Por: Rodrigo Fonseca | Especial para o Correio da Manhã

Crônicas ucranianas nas telas

À luz das estéticas do realizador Sergey Loznitsa (no alto), 'A Invasão' documenta a resistência da Ucrânia contra a invasão russa | Foto: Divulgação

Sintonizado com as pautas mais urgentes da contemporaneidade, o É Tudo Verdade sempre dá um jeito de encaixar cartografias de conflitos armados em sua programação, o que abre espaço para a Ucrania em sua 30ª edição (em circuito até o dia 13), pelas lentes de um investigador de feridas eslavas históricas: Sergei Loznitsa. Nesta sexta, às 18h, o Estação NET Rio projeta o novo longa-metragem do aclamado realizador de "Uma Criatura Gentil" (2017) e "Donbass" (prêmio Un Certain Regard de Melhor Direção em Cannes em 2018) na competição oficial da maratona documental brasileira: "A Invasão" ("The Invasion"). Bielorrusso de nascença (egresso de uma cidade chamada Baranavichy, quando o país vivia sob o jugo da União Soviética), mas criado em Kiev, o cineasta de 60 anos faz uma espécie de crônica da vida ucraniana em tempos de violência, numa fricção contrária a política de ódio de Vladimir Putin.

"Se você analisa o Tempo em relação à dramaturgia desse meu filme mais recente, no qual partimos de fatos reais, a relação e a percepção física do que é cronológico passa por uma linha testemunhal, de vivência de uma História em transformação, na luta pela sobrevivência de um povo", disse Loznitsa ao Correio da Manhã em entrevistas em Cannes (onde "A Invasão" concorreu ao troféu L'Oeil d'Or), e em Marrakech, onde palestrou. "Faço cinema para combater clichês, entre eles o da soberania e o da redenção. No discurso cinematográfico, não existe tempo como matéria palpável, e nem só como abstração: o que chamamos em vias práticas, na direção, de tempo é uma ilusão que não se remete apenas ao passado, mas sim a toda a percepção das instâncias que nos cercam, entre elas as instâncias do Poder. Nem presente e nem futuro são bens materiais, como o cinema comercial menos reflexivo faz parecer ser. Tudo é ilusão de uma projeção de pertencimento. A lucidez de um cineasta é saber identificar as estratégias de criação de controle que estão por trás desse pensamento ilusório, de consolidação de verdades".
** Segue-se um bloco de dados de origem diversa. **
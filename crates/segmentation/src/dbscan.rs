//! Density-based clustering used to cross-check the k-means segmentation.

use ndarray::{ArrayView1, ArrayView2, Axis};
use std::collections::{BTreeMap, VecDeque};

/// Label used for noise points when reporting distributions.
pub const NOISE: i64 = -1;

fn distance(a: ArrayView1<'_, f64>, b: ArrayView1<'_, f64>) -> f64 {
    a.iter()
        .zip(b.iter())
        .map(|(x, y)| (x - y) * (x - y))
        .sum::<f64>()
        .sqrt()
}

/// Cluster rows with DBSCAN (Euclidean distance). A point is a core point
/// when at least `min_samples` points, itself included, lie within `eps`.
/// Returns `None` for noise.
pub fn dbscan(data: ArrayView2<'_, f64>, eps: f64, min_samples: usize) -> Vec<Option<usize>> {
    let n = data.nrows();
    let neighbors: Vec<Vec<usize>> = data
        .axis_iter(Axis(0))
        .map(|p| {
            data.axis_iter(Axis(0))
                .enumerate()
                .filter(|(_, q)| distance(p, *q) <= eps)
                .map(|(j, _)| j)
                .collect()
        })
        .collect();
    let is_core: Vec<bool> = neighbors.iter().map(|nb| nb.len() >= min_samples).collect();

    let mut labels: Vec<Option<usize>> = vec![None; n];
    let mut next_cluster = 0;

    for start in 0..n {
        if labels[start].is_some() || !is_core[start] {
            continue;
        }
        let cluster = next_cluster;
        next_cluster += 1;
        labels[start] = Some(cluster);

        let mut queue: VecDeque<usize> = VecDeque::from([start]);
        while let Some(point) = queue.pop_front() {
            if !is_core[point] {
                continue;
            }
            for &nb in &neighbors[point] {
                if labels[nb].is_none() {
                    labels[nb] = Some(cluster);
                    queue.push_back(nb);
                }
            }
        }
    }

    labels
}

/// Map DBSCAN output to signed labels with noise as [`NOISE`].
pub fn signed_labels(labels: &[Option<usize>]) -> Vec<i64> {
    labels
        .iter()
        .map(|l| l.map_or(NOISE, |c| c as i64))
        .collect()
}

/// Member count per label, noise included.
pub fn cluster_distribution(labels: &[i64]) -> BTreeMap<i64, usize> {
    let mut counts = BTreeMap::new();
    for &label in labels {
        *counts.entry(label).or_insert(0) += 1;
    }
    counts
}
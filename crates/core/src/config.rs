use serde::Deserialize;

/// Root application configuration. Loaded from an optional TOML file and
/// environment variables with the prefix `SHOPPER_SPECTRUM__`.
#[derive(Debug, Clone, Deserialize)]
pub struct AppConfig {
    #[serde(default)]
    pub data: DataConfig,
    #[serde(default)]
    pub segmentation: SegmentationConfig,
    #[serde(default)]
    pub recommend: RecommendConfig,
    #[serde(default)]
    pub evaluation: EvaluationConfig,
    #[serde(default)]
    pub api: ApiConfig,
    #[serde(default)]
    pub metrics: MetricsConfig,
}

/// Locations of the raw transaction log and the two persisted tables.
#[derive(Debug, Clone, Deserialize)]
pub struct DataConfig {
    #[serde(default = "default_input_path")]
    pub input_path: String,
    #[serde(default = "default_rfm_path")]
    pub rfm_path: String,
    #[serde(default = "default_similarity_path")]
    pub similarity_path: String,
}

/// Clustering parameters. Fixed here so that reruns are reproducible.
#[derive(Debug, Clone, Deserialize)]
pub struct SegmentationConfig {
    #[serde(default = "default_n_clusters")]
    pub n_clusters: usize,
    #[serde(default = "default_seed")]
    pub seed: u64,
    #[serde(default = "default_max_iter")]
    pub max_iter: usize,
    #[serde(default = "default_n_init")]
    pub n_init: usize,
    #[serde(default = "default_tolerance")]
    pub tolerance: f64,
    #[serde(default)]
    pub thresholds: LabelThresholds,
}

/// Heuristic cut-offs applied to cluster mean RFM values when naming
/// segments. Rules are evaluated high-value, regular, at-risk, in that order.
#[derive(Debug, Clone, PartialEq, Deserialize)]
pub struct LabelThresholds {
    #[serde(default = "default_high_value_max_recency")]
    pub high_value_max_recency: f64,
    #[serde(default = "default_high_value_min_frequency")]
    pub high_value_min_frequency: f64,
    #[serde(default = "default_high_value_min_monetary")]
    pub high_value_min_monetary: f64,
    #[serde(default = "default_regular_max_recency")]
    pub regular_max_recency: f64,
    #[serde(default = "default_regular_min_frequency")]
    pub regular_min_frequency: f64,
    #[serde(default = "default_at_risk_min_recency")]
    pub at_risk_min_recency: f64,
    #[serde(default = "default_at_risk_max_frequency")]
    pub at_risk_max_frequency: f64,
}

#[derive(Debug, Clone, Deserialize)]
pub struct RecommendConfig {
    #[serde(default = "default_recommendation_count")]
    pub default_count: usize,
    #[serde(default = "default_max_count")]
    pub max_count: usize,
}

#[derive(Debug, Clone, Deserialize)]
pub struct EvaluationConfig {
    #[serde(default = "default_k_min")]
    pub k_min: usize,
    #[serde(default = "default_k_max")]
    pub k_max: usize,
    #[serde(default = "default_dbscan_eps")]
    pub dbscan_eps: f64,
    #[serde(default = "default_dbscan_min_samples")]
    pub dbscan_min_samples: usize,
}

#[derive(Debug, Clone, Deserialize)]
pub struct ApiConfig {
    #[serde(default = "default_host")]
    pub host: String,
    #[serde(default = "default_http_port")]
    pub http_port: u16,
}

#[derive(Debug, Clone, Deserialize)]
pub struct MetricsConfig {
    #[serde(default = "default_metrics_enabled")]
    pub enabled: bool,
    #[serde(default = "default_metrics_port")]
    pub port: u16,
}

// Default functions
fn default_input_path() -> String {
    "online_retail.csv".to_string()
}
fn default_rfm_path() -> String {
    "rfm.csv".to_string()
}
fn default_similarity_path() -> String {
    "product_similarity.bin".to_string()
}
fn default_n_clusters() -> usize {
    4
}
fn default_seed() -> u64 {
    42
}
fn default_max_iter() -> usize {
    300
}
fn default_n_init() -> usize {
    10
}
fn default_tolerance() -> f64 {
    1e-4
}
fn default_high_value_max_recency() -> f64 {
    50.0
}
fn default_high_value_min_frequency() -> f64 {
    10.0
}
fn default_high_value_min_monetary() -> f64 {
    3000.0
}
fn default_regular_max_recency() -> f64 {
    100.0
}
fn default_regular_min_frequency() -> f64 {
    2.0
}
fn default_at_risk_min_recency() -> f64 {
    200.0
}
fn default_at_risk_max_frequency() -> f64 {
    1.0
}
fn default_recommendation_count() -> usize {
    5
}
fn default_max_count() -> usize {
    50
}
fn default_k_min() -> usize {
    1
}
fn default_k_max() -> usize {
    10
}
fn default_dbscan_eps() -> f64 {
    1.2
}
fn default_dbscan_min_samples() -> usize {
    5
}
fn default_host() -> String {
    "127.0.0.1".to_string()
}
fn default_http_port() -> u16 {
    8501
}
fn default_metrics_enabled() -> bool {
    false
}
fn default_metrics_port() -> u16 {
    9091
}

impl Default for DataConfig {
    fn default() -> Self {
        Self {
            input_path: default_input_path(),
            rfm_path: default_rfm_path(),
            similarity_path: default_similarity_path(),
        }
    }
}

impl Default for SegmentationConfig {
    fn default() -> Self {
        Self {
            n_clusters: default_n_clusters(),
            seed: default_seed(),
            max_iter: default_max_iter(),
            n_init: default_n_init(),
            tolerance: default_tolerance(),
            thresholds: LabelThresholds::default(),
        }
    }
}

impl Default for LabelThresholds {
    fn default() -> Self {
        Self {
            high_value_max_recency: default_high_value_max_recency(),
            high_value_min_frequency: default_high_value_min_frequency(),
            high_value_min_monetary: default_high_value_min_monetary(),
            regular_max_recency: default_regular_max_recency(),
            regular_min_frequency: default_regular_min_frequency(),
            at_risk_min_recency: default_at_risk_min_recency(),
            at_risk_max_frequency: default_at_risk_max_frequency(),
        }
    }
}

impl Default for RecommendConfig {
    fn default() -> Self {
        Self {
            default_count: default_recommendation_count(),
            max_count: default_max_count(),
        }
    }
}

impl Default for EvaluationConfig {
    fn default() -> Self {
        Self {
            k_min: default_k_min(),
            k_max: default_k_max(),
            dbscan_eps: default_dbscan_eps(),
            dbscan_min_samples: default_dbscan_min_samples(),
        }
    }
}

impl Default for ApiConfig {
    fn default() -> Self {
        Self {
            host: default_host(),
            http_port: default_http_port(),
        }
    }
}

impl Default for MetricsConfig {
    fn default() -> Self {
        Self {
            enabled: default_metrics_enabled(),
            port: default_metrics_port(),
        }
    }
}

impl Default for AppConfig {
    fn default() -> Self {
        Self {
            data: DataConfig::default(),
            segmentation: SegmentationConfig::default(),
            recommend: RecommendConfig::default(),
            evaluation: EvaluationConfig::default(),
            api: ApiConfig::default(),
            metrics: MetricsConfig::default(),
        }
    }
}

impl AppConfig {
    /// Default config file looked up next to the working directory.
    pub const DEFAULT_FILE: &'static str = "shopper-spectrum";

    /// Load configuration from environment variables and the default config file.
    pub fn load() -> Result<Self, config::ConfigError> {
        Self::load_from(Self::DEFAULT_FILE)
    }

    /// Load configuration from environment variables and an optional config
    /// file (any extension the `config` crate understands). A missing file
    /// is not an error.
    pub fn load_from(file: &str) -> Result<Self, config::ConfigError> {
        let builder = config::Config::builder()
            .add_source(config::File::with_name(file).required(false))
            .add_source(
                config::Environment::with_prefix("SHOPPER_SPECTRUM")
                    .separator("__")
                    .try_parsing(true),
            );

        let config = builder.build()?;
        config.try_deserialize()
    }

    /// Reject parameter combinations the pipeline cannot run with.
    pub fn validate(&self) -> Result<(), String> {
        if self.segmentation.n_clusters == 0 {
            return Err("segmentation.n_clusters must be at least 1".to_string());
        }
        if self.segmentation.max_iter == 0 {
            return Err("segmentation.max_iter must be at least 1".to_string());
        }
        if self.segmentation.n_init == 0 {
            return Err("segmentation.n_init must be at least 1".to_string());
        }
        if self.evaluation.k_min == 0 || self.evaluation.k_min > self.evaluation.k_max {
            return Err("evaluation.k_min must be in 1..=k_max".to_string());
        }
        if self.evaluation.dbscan_eps <= 0.0 {
            return Err("evaluation.dbscan_eps must be positive".to_string());
        }
        Ok(())
    }
}
use shopper_core::types::SimilarityTable;
use shopper_core::{ShopperError, ShopperResult};
use std::fs::File;
use std::io::{BufReader, BufWriter, Write};
use std::path::Path;
use tracing::{debug, info};

use crate::{ensure_parent, staging_path};

/// Serialize the similarity table to `path` with bincode.
pub fn save_similarity(path: impl AsRef<Path>, table: &SimilarityTable) -> ShopperResult<()> {
    let path = path.as_ref();
    ensure_parent(path)?;
    let staging = staging_path(path);

    let mut writer = BufWriter::new(File::create(&staging)?);
    bincode::serialize_into(&mut writer, table)?;
    writer.flush()?;
    drop(writer);

    std::fs::rename(&staging, path)?;
    info!(path = %path.display(), products = table.len(), "Similarity table written");
    Ok(())
}

/// Load a similarity table and check its shape before handing it out.
pub fn load_similarity(path: impl AsRef<Path>) -> ShopperResult<SimilarityTable> {
    let path = path.as_ref();
    let reader = BufReader::new(File::open(path)?);
    let table: SimilarityTable = bincode::deserialize_from(reader)?;
    table
        .validate()
        .map_err(|e| ShopperError::Data(format!("{}: {e}", path.display())))?;
    debug!(path = %path.display(), products = table.len(), "Similarity table loaded");
    Ok(table)
}

#[cfg(test)]
mod tests {
    use super::*;
    use serde::Serialize;

    fn table() -> SimilarityTable {
        SimilarityTable::from_parts(
            vec!["ALARM CLOCK".to_string(), "JUMBO BAG".into(), "TEA SET".into()],
            vec![1.0, 0.25, 0.5, 0.25, 1.0, 0.0, 0.5, 0.0, 1.0],
        )
        .unwrap()
    }

    #[test]
    fn round_trips_through_bincode() {
        let dir = tempfile::tempdir().unwrap();
        let path = dir.path().join("models").join("similarity.bin");
        save_similarity(&path, &table()).unwrap();
        let loaded = load_similarity(&path).unwrap();
        assert_eq!(loaded, table());
        assert_eq!(loaded.score("ALARM CLOCK", "TEA SET"), Some(0.5));
    }

    #[test]
    fn empty_table_round_trips() {
        let dir = tempfile::tempdir().unwrap();
        let path = dir.path().join("similarity.bin");
        save_similarity(&path, &SimilarityTable::empty()).unwrap();
        assert!(load_similarity(&path).unwrap().is_empty());
    }

    #[test]
    fn missing_file_is_not_found() {
        let dir = tempfile::tempdir().unwrap();
        let err = load_similarity(dir.path().join("absent.bin")).unwrap_err();
        assert!(err.is_not_found());
    }

    #[test]
    fn rejects_table_with_wrong_shape() {
        // Same field layout as SimilarityTable, without its invariants.
        #[derive(Serialize)]
        struct Unchecked {
            products: Vec<String>,
            scores: Vec<f64>,
        }

        let dir = tempfile::tempdir().unwrap();
        let path = dir.path().join("similarity.bin");
        let bad = Unchecked {
            products: vec!["A".into(), "B".into()],
            scores: vec![1.0, 0.0, 1.0],
        };
        std::fs::write(&path, bincode::serialize(&bad).unwrap()).unwrap();

        let err = load_similarity(&path).unwrap_err();
        assert!(matches!(err, ShopperError::Data(_)), "got {err:?}");
    }

    #[test]
    fn rejects_garbage_bytes() {
        let dir = tempfile::tempdir().unwrap();
        let path = dir.path().join("similarity.bin");
        std::fs::write(&path, b"not a table").unwrap();
        assert!(load_similarity(&path).is_err());
    }
}
//! Batch pipeline: load, clean, build RFM features, segment customers,
//! build product similarity and persist both tables.

pub mod runner;
pub mod summary;

pub use runner::{PipelineOutput, PipelineReport, PipelineRunner};
pub use summary::{segment_summary, SegmentSummary};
Loznitsa vem da Matemática. Estudava Cálculo, Geometria, Trigonometria, PAs e PGs no momento em que a URSS acabou e decidiu aportar seu olhar de algebrista para o audiovisual no fim dos anos 1990, quando começou a rodar seus primeiros curtas. Estabeleceu a partir de 2000 uma verve documental autoralíssima (sobretudo em seu uso de imagens de arquivo), marcada por estudos sobre a paisagem e a população russa, com filmes como "Vida, Outono" (1998), "Estação de trem" (2000), "Retrato" (2002) e o monumental "State Funeral" (2018).

"O que me interessa no discurso do documentário não é julgar o que uma pessoa, um território ou uma instituição fizeram e sim o que uma determinada mirada publicitária sobre feitos e sobre fatos pode gerar. Eu filmo para abrir dicotomias", explicou o cineasta em papo com o Correio da Manhã no Marrocos, em 2019.

De lá para cá, em meio à pandemia, ele ficou mais no registro da não ficção, embora tenha em seu currículo dramas e épicos, entre eles "Na Neblina", com o qual ganhou o Prêmio da Crítica de Cannes, em 2012, ao rever a II Guerra. "Em enredos ficcionais, eu encontro o momento em que História vira ilusão", disse o cineasta, popularizado entre os brasileiros pelo empenho de um amigo (e entusiasta), o diretor pernambucano Kleber Mendonça Filho ("Bacurau"). "Ele abriu espaço para mim em seu festival, o Janela no Recife".

Espaço igualmente potente vem do É Tudo Verdade, que aloca "A Invasão" na disputa pelo prêmio do certame internacional. Filmado num período de dois anos, o longa retrata o dia a dia da população civil da Ucrânia, numa peleja contra a barbárie. No domingo, a produção terá sessão em São Paulo, às 21h30, na Cinemateca Brasileira. No dia 12, haverá mais uma sessão do filme, no Instituto Moreira Salles (IMS) da Avenida Paulista, às 20h30.

"Cada registro que levo às telas tenta refletir sobre o mundo à minha volta, a partir de um processo de criação livre, que parte do meu laptop e da minha curiosidade", diz Loznitsa. "A retórica é um efeito político. É necessário desafia-la".